The spatial data we just loaded has some quirks, so in this document, I explain how you can tidy it up to make it more suitable for the assignment. To do this, we will be using the dplyr library which provides functions for selecting, filtering and combining data in various ways. This week we’ll just be seeing these in action, but in later weeks we’ll be looking more closely at their operation.

The tasks covered in this document are

Filtering data

The data in the election.gpkg file is a bit odd in that it has Alaska and Hawai’i where Mexico is in real life. To show how easy it is to select data in R we will use the filter function from the dplyr package to get rid of these. (You might not want to do this in your map, this is just to demonstrate filtering).

The variable we need to do the selection on is state. Say we wanted just to map California, we can do this by filtering the results dataset then plotting it:

results %>%
  filter(state == 'CA') %>%
  plot()

How does this work? You read the command above something like “take the results dataset, then filter it, then plot it”. The pipe %>% directs whatever is before it, into whatever function comes after it. The filter function specifies a condition for which cases to retain in the filtered dataset. Here we want all those cases with the state value ‘CA’ (i.e., California). If we wanted all those states NOT California, we can use not equals which is designated by !=

results %>%
  filter(state != 'CA') %>%
  plot()
## Warning: plotting the first 9 out of 10 attributes; use max.plot = 10 to plot
## all

So, to get rid of Alaska and Hawai’i we can do this:

lower48 <- results %>%
  filter(state != 'AK' & state != 'HI')

Here we’ve combined the requirement that the state not be Alaska (AK) and not be Hawai’i (HI) using the & operator. This works fine and there is nothing wrong with this way of doing things.

This time, because we might want to retain the result we assign the output to a new variable called lower48 using <-.

We could also use the pipe operation to filter the data twice like this:

lower48 <- results %>%
  filter(state != 'AK') %>%
  filter(state != 'HI')

Which will give us the same result:

plot(lower48)
## Warning: plotting the first 9 out of 10 attributes; use max.plot = 10 to plot
## all

Because filtering data is not our primary focus right now, we will worry more about exactly how this works in later lectures and assignments.

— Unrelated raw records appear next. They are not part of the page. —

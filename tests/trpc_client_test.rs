//! TrpcClient against a local mock of Civitai's tRPC endpoints.

use civitai_analyzer::civitai::{CivitaiError, FetchLimit, ImageSource, TrpcClient};
use civitai_analyzer::config::{CivitaiConfig, FetchConfig};
use civitai_analyzer::util::SecretString;
use mockito::{Matcher, Mock, Server, ServerGuard};
use serde_json::{json, Value};

fn token() -> SecretString {
    SecretString::new("t".repeat(150))
}

fn client(server: &ServerGuard, fetch: FetchConfig) -> TrpcClient {
    let civitai = CivitaiConfig {
        base_url: server.url(),
        fingerprint: Some("fp-123".to_string()),
        ..CivitaiConfig::default()
    };
    TrpcClient::new(token(), &civitai, &fetch).unwrap()
}

fn envelope(data: Value) -> String {
    json!({"result": {"data": {"json": data}}}).to_string()
}

async fn mock_json(server: &mut ServerGuard, procedure: &str, query: Matcher, data: Value) -> Mock {
    server
        .mock("GET", format!("/{}", procedure).as_str())
        .match_query(query)
        .with_status(200)
        .with_header("content-type", "application/json")
        .with_body(envelope(data))
        .create_async()
        .await
}

fn generation_data(prompt: &str, lora: &str) -> Value {
    json!({
        "meta": {
            "prompt": prompt,
            "negativePrompt": "lowres, blurry",
            "sampler": "Euler a",
            "steps": 30,
            "cfgScale": 7,
            "seed": 42,
        },
        "resources": [
            {"modelType": "Checkpoint", "modelName": "Pony Diffusion", "versionName": "V6 XL", "modelId": 257749, "modelVersionId": 290640},
            {"modelType": "LORA", "modelName": lora, "modelId": 58390, "modelVersionId": 62833, "strength": 0.6},
        ],
    })
}

#[tokio::test]
async fn test_fetch_collection_follows_cursor_and_builds_records() {
    let mut server = Server::new_async().await;

    let first = mock_json(
        &mut server,
        "image.getInfinite",
        Matcher::Regex("undefined".to_string()),
        json!({
            "items": [
                {"id": 2001, "name": "a.png", "url": "hash-a", "user": {"username": "alice"}},
                {"id": 2002, "name": "b.png", "url": "hash-b"},
            ],
            "nextCursor": "page2",
        }),
    )
    .await;
    let second = mock_json(
        &mut server,
        "image.getInfinite",
        Matcher::Regex("page2".to_string()),
        json!({"items": [{"id": 2003, "user": {"username": "carol"}}], "nextCursor": null}),
    )
    .await;

    let mut details = Vec::new();
    for (id, prompt) in [
        ("2001", "masterpiece, 1girl, solo, long hair"),
        ("2002", "a lighthouse on a rocky coast at dusk"),
        ("2003", "1boy, armor, castle, night"),
    ] {
        let mock = mock_json(
            &mut server,
            "image.getGenerationData",
            Matcher::Regex(id.to_string()),
            generation_data(prompt, "Detail Tweaker"),
        )
        .await;
        details.push(mock);
    }

    let _tags = mock_json(
        &mut server,
        "tag.getVotableTags",
        Matcher::Any,
        json!([
            {"name": "woman", "score": 3},
            {"name": "anime", "score": 9},
        ]),
    )
    .await;
    let author = mock_json(
        &mut server,
        "image.get",
        Matcher::Regex("2002".to_string()),
        json!({"id": 2002, "user": {"username": "bob"}}),
    )
    .await;

    let client = client(&server, FetchConfig::default());
    let records = client.fetch_collection(77, FetchLimit::All).await.unwrap();

    first.assert_async().await;
    second.assert_async().await;
    author.assert_async().await;

    let ids: Vec<u64> = records.iter().map(|r| r.image_id).collect();
    assert_eq!(ids, vec![2001, 2002, 2003]);

    let authors: Vec<&str> = records.iter().filter_map(|r| r.author.as_deref()).collect();
    assert_eq!(authors, vec!["alice", "bob", "carol"]);

    let first = &records[0];
    assert_eq!(first.prompt, "masterpiece, 1girl, solo, long hair");
    assert_eq!(first.negative_prompt, "lowres, blurry");
    assert_eq!(first.model.as_deref(), Some("Pony Diffusion"));
    assert_eq!(first.model_version.as_deref(), Some("V6 XL"));
    assert_eq!(first.steps, Some(30));
    assert_eq!(first.cfg_scale, Some(7.0));
    assert_eq!(first.loras.len(), 1);
    assert_eq!(first.loras[0].name, "Detail Tweaker");
    assert_eq!(first.loras[0].weight, 0.6);
    assert_eq!(first.tags, vec!["anime", "woman"]);
    assert!(first.image_url.as_deref().unwrap().contains("hash-a"));
}

#[tokio::test]
async fn test_limit_stops_paging_and_truncates() {
    let mut server = Server::new_async().await;
    let first = mock_json(
        &mut server,
        "image.getInfinite",
        Matcher::Regex("undefined".to_string()),
        json!({"items": [{"id": 1}, {"id": 2}, {"id": 3}], "nextCursor": "page2"}),
    )
    .await;
    let second = server
        .mock("GET", "/image.getInfinite")
        .match_query(Matcher::Regex("page2".to_string()))
        .expect(0)
        .create_async()
        .await;

    let client = client(&server, FetchConfig::default());
    let items = client.collection_items(5, FetchLimit::Count(2)).await.unwrap();

    first.assert_async().await;
    second.assert_async().await;
    let ids: Vec<u64> = items.iter().map(|i| i.id).collect();
    assert_eq!(ids, vec![1, 2]);
}

#[tokio::test]
async fn test_max_pages_bounds_pagination() {
    let mut server = Server::new_async().await;
    let page = server
        .mock("GET", "/image.getInfinite")
        .match_query(Matcher::Any)
        .with_status(200)
        .with_body(envelope(json!({"items": [{"id": 1}], "nextCursor": "more"})))
        .expect(2)
        .create_async()
        .await;

    let fetch = FetchConfig {
        max_pages: 2,
        ..FetchConfig::default()
    };
    let items = client(&server, fetch)
        .collection_items(5, FetchLimit::All)
        .await
        .unwrap();

    page.assert_async().await;
    assert_eq!(items.len(), 2);
}

#[tokio::test]
async fn test_unauthorized_page_is_an_error() {
    let mut server = Server::new_async().await;
    let _page = server
        .mock("GET", "/image.getInfinite")
        .match_query(Matcher::Any)
        .with_status(401)
        .with_body("{}")
        .create_async()
        .await;

    let err = client(&server, FetchConfig::default())
        .fetch_collection(5, FetchLimit::Count(10))
        .await
        .unwrap_err();
    assert!(matches!(err, CivitaiError::Unauthorized(401)));
    assert!(err.is_auth());
}

#[tokio::test]
async fn test_failed_image_is_skipped_but_auth_failure_aborts() {
    let mut server = Server::new_async().await;
    let _page = mock_json(
        &mut server,
        "image.getInfinite",
        Matcher::Any,
        json!({"items": [{"id": 3001, "user": {"username": "a"}}, {"id": 3002, "user": {"username": "b"}}]}),
    )
    .await;
    let _tags = mock_json(&mut server, "tag.getVotableTags", Matcher::Any, json!([])).await;
    let _details = mock_json(
        &mut server,
        "image.getGenerationData",
        Matcher::Regex("3001".to_string()),
        generation_data("1girl, solo", "Film Grain"),
    )
    .await;
    let broken = server
        .mock("GET", "/image.getGenerationData")
        .match_query(Matcher::Regex("3002".to_string()))
        .with_status(500)
        .with_body("internal error")
        .create_async()
        .await;

    let client = client(&server, FetchConfig::default());
    let records = client.fetch_collection(9, FetchLimit::All).await.unwrap();
    assert_eq!(records.len(), 1);
    assert_eq!(records[0].image_id, 3001);

    broken.remove_async().await;
    let _forbidden = server
        .mock("GET", "/image.getGenerationData")
        .match_query(Matcher::Regex("3002".to_string()))
        .with_status(403)
        .create_async()
        .await;

    let err = client.fetch_collection(9, FetchLimit::All).await.unwrap_err();
    assert!(matches!(err, CivitaiError::Unauthorized(403)));
}

#[tokio::test]
async fn test_requests_carry_session_headers() {
    let mut server = Server::new_async().await;
    let mock = server
        .mock("GET", "/image.get")
        .match_query(Matcher::Any)
        .match_header("cookie", format!("__Secure-civitai-token={}", "t".repeat(150)).as_str())
        .match_header("x-client", "web")
        .match_header("x-fingerprint", "fp-123")
        .match_header("x-client-date", Matcher::Regex(r"^\d+$".to_string()))
        .with_status(200)
        .with_body(envelope(json!({"id": 5, "user": {"username": "z"}})))
        .create_async()
        .await;

    let info = client(&server, FetchConfig::default()).image_info(5).await.unwrap();
    mock.assert_async().await;
    assert_eq!(info.username().as_deref(), Some("z"));
}

#[tokio::test]
async fn test_trpc_error_envelope() {
    let mut server = Server::new_async().await;
    let _error = server
        .mock("GET", "/image.get")
        .match_query(Matcher::Any)
        .with_status(200)
        .with_body(json!({"error": {"json": {"message": "Image not found", "code": -32004}}}).to_string())
        .create_async()
        .await;

    let err = client(&server, FetchConfig::default()).fetch_image(404).await.unwrap_err();
    assert!(matches!(err, CivitaiError::Trpc(ref m) if m == "Image not found"));
}

#[tokio::test]
async fn test_null_image_is_not_found() {
    let mut server = Server::new_async().await;
    let _null = mock_json(&mut server, "image.get", Matcher::Any, Value::Null).await;

    let err = client(&server, FetchConfig::default()).fetch_image(1).await.unwrap_err();
    assert!(matches!(err, CivitaiError::NotFound(_)));
}

#[tokio::test]
async fn test_model_availability() {
    let mut server = Server::new_async().await;
    let _live = mock_json(
        &mut server,
        "modelVersion.getById",
        Matcher::Regex("111".to_string()),
        json!({"status": "Published", "model": {"name": "Live", "status": "Published"}}),
    )
    .await;
    let _deleted = mock_json(
        &mut server,
        "modelVersion.getById",
        Matcher::Regex("222".to_string()),
        json!({"status": "Published", "model": {"name": "Gone", "status": "Deleted"}}),
    )
    .await;
    let _missing = server
        .mock("GET", "/modelVersion.getById")
        .match_query(Matcher::Regex("333".to_string()))
        .with_status(404)
        .with_body("{}")
        .create_async()
        .await;

    let client = client(&server, FetchConfig::default());

    let live = client.check_model_availability(1, Some(111)).await.unwrap();
    assert_eq!(live.available, Some(true));
    assert_eq!(live.status.as_deref(), Some("Published"));
    assert_eq!(live.civitai_url, "https://civitai.com/models/1?modelVersionId=111");

    let deleted = client.check_model_availability(2, Some(222)).await.unwrap();
    assert_eq!(deleted.available, Some(false));
    assert_eq!(deleted.status.as_deref(), Some("Deleted"));

    let missing = client.check_model_availability(3, Some(333)).await.unwrap();
    assert_eq!(missing.available, Some(false));
    assert_eq!(missing.error.as_deref(), Some("Model version not found"));

    let unknown = client.check_model_availability(4, None).await.unwrap();
    assert_eq!(unknown.available, None);
    assert!(unknown.error.unwrap().contains("No model_version_id"));
}
use serde::{Deserialize, Serialize};

use super::aggregator::{AggregateState, FrequencyTable, StyleTally};
use crate::civitai::records::ImageRecord;

/// One ranked key with its image count and share of the collection.
#[derive(Debug, Clone, PartialEq, Serialize, Deserialize)]
pub struct RankedEntry {
    pub key: String,
    pub count: usize,
    pub percentage: f64,
}

#[derive(Debug, Clone, PartialEq, Serialize, Deserialize)]
pub struct LoraEntry {
    pub name: String,
    pub usage_count: usize,
    pub percentage: f64,
    pub average_weight: f64,
    pub model_id: Option<u64>,
    pub model_version_id: Option<u64>,
}

impl LoraEntry {
    /// Model page link, when the LoRA's model id is known.
    pub fn civitai_url(&self) -> Option<String> {
        let model_id = self.model_id?;
        Some(match self.model_version_id {
            Some(version) => format!("https://civitai.com/models/{}?modelVersionId={}", model_id, version),
            None => format!("https://civitai.com/models/{}", model_id),
        })
    }
}

#[derive(Debug, Clone, Copy, Default, PartialEq, Eq, Serialize, Deserialize)]
pub struct StyleBreakdown {
    pub positive: StyleTally,
    pub negative: StyleTally,
}

#[derive(Debug, Clone, PartialEq, Serialize, Deserialize)]
pub struct SamplePrompt {
    pub image_id: u64,
    pub model: Option<String>,
    pub prompt: String,
}

/// How many entries each report section keeps.
#[derive(Debug, Clone, PartialEq, Eq, Serialize, Deserialize)]
#[serde(default)]
pub struct ReportLimits {
    pub models: usize,
    pub model_versions: usize,
    pub samplers: usize,
    pub steps: usize,
    pub cfg_scales: usize,
    pub loras: usize,
    pub tags: usize,
    pub authors: usize,
    pub positive_concepts: usize,
    pub negative_concepts: usize,
    pub positive_phrases: usize,
    pub negative_phrases: usize,
    pub sample_prompts: usize,
}

impl Default for ReportLimits {
    fn default() -> Self {
        Self {
            models: 10,
            model_versions: 8,
            samplers: 10,
            steps: 8,
            cfg_scales: 8,
            loras: 15,
            tags: 30,
            authors: 10,
            positive_concepts: 30,
            negative_concepts: 20,
            positive_phrases: 20,
            negative_phrases: 20,
            sample_prompts: 3,
        }
    }
}

/// Ranked views over one finished analysis pass.
#[derive(Debug, Clone, PartialEq, Serialize, Deserialize)]
pub struct AnalysisReport {
    pub collection_id: Option<u64>,
    /// `None` when every image was requested.
    pub limit_applied: Option<usize>,
    pub total_images: usize,
    pub style_breakdown: StyleBreakdown,
    pub top_models: Vec<RankedEntry>,
    pub top_model_versions: Vec<RankedEntry>,
    pub top_samplers: Vec<RankedEntry>,
    pub top_steps: Vec<RankedEntry>,
    pub top_cfg_scales: Vec<RankedEntry>,
    pub top_loras: Vec<LoraEntry>,
    pub top_tags: Vec<RankedEntry>,
    pub top_authors: Vec<RankedEntry>,
    pub top_positive_concepts: Vec<RankedEntry>,
    pub top_negative_concepts: Vec<RankedEntry>,
    pub top_positive_phrases: Vec<RankedEntry>,
    pub top_negative_phrases: Vec<RankedEntry>,
    #[serde(default)]
    pub sample_prompts: Vec<SamplePrompt>,
}

/// Share of `total` as a percentage rounded to one decimal.
pub fn percentage(count: usize, total: usize) -> f64 {
    if total == 0 {
        return 0.0;
    }
    (count as f64 * 1000.0 / total as f64).round() / 10.0
}

/// The `n` most frequent keys, count descending. Equal counts keep first-seen
/// order. Empty when `total_images` is zero.
pub fn top_n(table: &FrequencyTable, n: usize, total_images: usize) -> Vec<RankedEntry> {
    if total_images == 0 {
        return Vec::new();
    }
    let mut entries: Vec<(&str, usize)> = table.iter().collect();
    // stable sort: ties stay in insertion order
    entries.sort_by(|a, b| b.1.cmp(&a.1));
    entries
        .into_iter()
        .take(n)
        .map(|(key, count)| RankedEntry {
            key: key.to_string(),
            count,
            percentage: percentage(count, total_images),
        })
        .collect()
}

pub struct ReportBuilder<'a> {
    state: &'a AggregateState,
    limits: ReportLimits,
    collection_id: Option<u64>,
    limit_applied: Option<usize>,
    sample_prompts: Vec<SamplePrompt>,
}

impl<'a> ReportBuilder<'a> {
    pub fn new(state: &'a AggregateState) -> Self {
        Self {
            state,
            limits: ReportLimits::default(),
            collection_id: None,
            limit_applied: None,
            sample_prompts: Vec::new(),
        }
    }

    pub fn limits(mut self, limits: ReportLimits) -> Self {
        self.limits = limits;
        self
    }

    pub fn collection(mut self, collection_id: u64, limit_applied: Option<usize>) -> Self {
        self.collection_id = Some(collection_id);
        self.limit_applied = limit_applied;
        self
    }

    /// Keep the first few non-empty prompts as examples.
    pub fn samples_from(mut self, records: &[ImageRecord]) -> Self {
        self.sample_prompts = records
            .iter()
            .filter(|r| !r.prompt.trim().is_empty())
            .take(self.limits.sample_prompts)
            .map(|r| SamplePrompt {
                image_id: r.image_id,
                model: r.model.clone(),
                prompt: r.prompt.clone(),
            })
            .collect();
        self
    }

    pub fn top_n(&self, table: &FrequencyTable, n: usize) -> Vec<RankedEntry> {
        top_n(table, n, self.state.total_images)
    }

    /// LoRAs by usage count, then first-seen order.
    pub fn top_loras(&self, n: usize) -> Vec<LoraEntry> {
        let total = self.state.total_images;
        if total == 0 {
            return Vec::new();
        }
        let mut loras: Vec<LoraEntry> = self
            .state
            .loras_in_order()
            .map(|(name, stats)| LoraEntry {
                name: name.to_string(),
                usage_count: stats.usage_count,
                percentage: percentage(stats.usage_count, total),
                average_weight: stats.average_weight(),
                model_id: stats.model_id,
                model_version_id: stats.model_version_id,
            })
            .collect();
        loras.sort_by(|a, b| b.usage_count.cmp(&a.usage_count));
        loras.truncate(n);
        loras
    }

    pub fn build(&self) -> AnalysisReport {
        let state = self.state;
        let limits = &self.limits;
        AnalysisReport {
            collection_id: self.collection_id,
            limit_applied: self.limit_applied,
            total_images: state.total_images,
            style_breakdown: StyleBreakdown {
                positive: state.positive_styles,
                negative: state.negative_styles,
            },
            top_models: self.top_n(&state.models, limits.models),
            top_model_versions: self.top_n(&state.model_versions, limits.model_versions),
            top_samplers: self.top_n(&state.samplers, limits.samplers),
            top_steps: self.top_n(&state.steps, limits.steps),
            top_cfg_scales: self.top_n(&state.cfg_scales, limits.cfg_scales),
            top_loras: self.top_loras(limits.loras),
            top_tags: self.top_n(&state.tags, limits.tags),
            top_authors: self.top_n(&state.authors, limits.authors),
            top_positive_concepts: self.top_n(&state.positive_concepts, limits.positive_concepts),
            top_negative_concepts: self.top_n(&state.negative_concepts, limits.negative_concepts),
            top_positive_phrases: self.top_n(&state.positive_phrases, limits.positive_phrases),
            top_negative_phrases: self.top_n(&state.negative_phrases, limits.negative_phrases),
            sample_prompts: self.sample_prompts.clone(),
        }
    }
}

For now, it is enough to know that we can do this kind of filtering to make new datasets, that the filter function is how we do it, and that the pipe operator %>% is a neat way to do it.

Again, the way to read the the command above is “start with results as the input, pipe it into the first filter (which throws away Alaska, AK) then pipe it into a second filter (which throws away Hawai’i, HI)”. Pipe functions are central to the R tidyverse.

Either way, we now we have a dataset with only the contiguous (‘lower 48’) states of the US.

Saving data

Saving a dataset is easy. Just as there is a st_read function, there is an st_write function. We tell it the dataset to save, and the filename to use, and that’s pretty much it.

The only complication is that if the file already exists, then we also have to tell it that it is OK to delete the existing file, using a delete_dsn parameter (delete_dsn denotes ‘delete data source named’).

So here goes with delete_dsn set to TRUE just in case you end up running this command again later.

st_write(lower48, 'lower48.gpkg', delete_dsn = TRUE)
## Deleting source `lower48.gpkg' using driver `GPKG'
## Writing layer `lower48' to data source `lower48.gpkg' using driver `GPKG'
## Writing 3087 features with 10 fields and geometry type Multi Polygon.

That’s it. You should find that there is now a new geopackage file in the folder you are working in called lower48.gpkg. We can also save to other data formats. For example

st_write(lower48, 'lower48.geojson', driver = 'GeoJSON', delete_dsn = TRUE)
## Deleting source `lower48.geojson' using driver `GeoJSON'
## Writing layer `lower48' to data source `lower48.geojson' using driver `GeoJSON'
## Writing 3087 features with 10 fields and geometry type Multi Polygon.

will save a GeoJSON file.

Grouping data

The lower48 dataset includes an attribute state which tells us the US state in which each county is found. We can use this information to make a new dataset by dissolving counties together based on the value of this attribute. In ESRI Arc products you may have seen this already as a ‘dissolve’ operation. It would be nice if exactly that function was available in sf but we actually use the dplyr function group_by instead. Again we use pipes:

states <- lower48 %>%
  group_by(state) %>%
  summarise(across(where(is.numeric), sum)) %>%
  as.data.frame() %>%
  st_as_sf()

The last two lines here are probably not required, but are a workaround for a problem reported on some combinations of package versions.

Here we pass the lower48 dataset to the group_by function, which will use the state attribute to group counties. The second pipe sends this result to the summarise function, which uses across with a where clause to check if attributes are numeric (the is.numeric parameter), and if they are, combines values by using a sum operation. All this gives us a states level dataset with population and votes data summed to give appropriate results for the states.

tm_shape(states) +
  tm_polygons(col = 'population')